Collected data
-=-=-=-=-

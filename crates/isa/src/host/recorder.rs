//! Recording host collaborators.
//!
//! `BranchLog` records transfer requests instead of moving a program counter, and
//! `FaultLog` records raised faults and emits a `tracing` warning for each.

use crate::common::error::FaultKind;
use crate::host::{BranchController, ExceptionReporter, FaultContext};

/// Branch controller that records every requested target.
#[derive(Clone, Debug, Default, PartialEq, Eq)]
pub struct BranchLog {
    targets: Vec<i32>,
}

impl BranchLog {
    /// Creates an empty log.
    pub fn new() -> Self {
        Self::default()
    }

    /// Returns the requested targets in order.
    pub fn targets(&self) -> &[i32] {
        &self.targets
    }
}

impl BranchController for BranchLog {
    fn transfer_to(&mut self, target: i32) {
        tracing::debug!(branch_target = target, "branch requested");
        self.targets.push(target);
    }
}

/// One recorded fault.
#[derive(Clone, Debug, PartialEq, Eq)]
pub struct RecordedFault {
    /// Fault kind.
    pub kind: FaultKind,
    /// Faulting word.
    pub word: u32,
    /// Faulting mnemonic.
    pub mnemonic: String,
    /// Fault description.
    pub message: String,
}

/// Exception reporter that records every fault.
#[derive(Clone, Debug, Default, PartialEq, Eq)]
pub struct FaultLog {
    faults: Vec<RecordedFault>,
}

impl FaultLog {
    /// Creates an empty log.
    pub fn new() -> Self {
        Self::default()
    }

    /// Returns the recorded faults in order.
    pub fn faults(&self) -> &[RecordedFault] {
        &self.faults
    }
}

impl ExceptionReporter for FaultLog {
    fn raise(&mut self, kind: FaultKind, context: &FaultContext<'_>) {
        tracing::warn!(
            ?kind,
            cause = ?kind.cause_code(),
            word = format_args!("{:#010x}", context.word),
            mnemonic = context.mnemonic,
            "{}",
            context.message
        );
        self.faults.push(RecordedFault {
            kind,
            word: context.word,
            mnemonic: context.mnemonic.to_owned(),
            message: context.message.to_owned(),
        });
    }
}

-=-=-=-=-

> _YOUR INSTRUCTIONS_
This exercise calls for repeating every line of the data exactly.

> _TASK ANSWER_
filename crates/isa/src/host/recorder.rs
//! Recording host collaborators.
//!
//! `BranchLog` records transfer requests instead of moving a program counter, and
//! `FaultLog` records raised faults and emits a `tracing` warning for each.

use crate::common::error::FaultKind;
use crate::host::{BranchController, ExceptionReporter, FaultContext};

/// Branch controller that records every requested target.
#[derive(Clone, Debug, Default, PartialEq, Eq)]
pub struct BranchLog {
    targets: Vec<i32>,
}

impl BranchLog {
    /// Creates an empty log.
    pub fn new() -> Self {
        Self::default()
    }

    /// Returns the requested targets in order.
    pub fn targets(&self) -> &[i32] {
        &self.targets
    }
}

impl BranchController for BranchLog {
    fn transfer_to(&mut self, target: i32) {
        tracing::debug!(branch_target = target, "branch requested");
        self.targets.push(target);
    }
}

/// One recorded fault.
#[derive(Clone, Debug, PartialEq, Eq)]
pub struct RecordedFault {
    /// Fault kind.
    pub kind: FaultKind,
    /// Faulting word.
    pub word: u32,
    /// Faulting mnemonic.
    pub mnemonic: String,
    /// Fault description.
    pub message: String,
}

/// Exception reporter that records every fault.
#[derive(Clone, Debug, Default, PartialEq, Eq)]
pub struct FaultLog {
    faults: Vec<RecordedFault>,
}

impl FaultLog {
    /// Creates an empty log.
    pub fn new() -> Self {
        Self::default()
    }

    /// Returns the recorded faults in order.
    pub fn faults(&self) -> &[RecordedFault] {
        &self.faults
    }
}

impl ExceptionReporter for FaultLog {
    fn raise(&mut self, kind: FaultKind, context: &FaultContext<'_>) {
        tracing::warn!(
            ?kind,
            cause = ?kind.cause_code(),
            word = format_args!("{:#010x}", context.word),
            mnemonic = context.mnemonic,
            "{}",
            context.message
        );
        self.faults.push(RecordedFault {
            kind,
            word: context.word,
            mnemonic: context.mnemonic.to_owned(),
            message: context.message.to_owned(),
        });
    }
}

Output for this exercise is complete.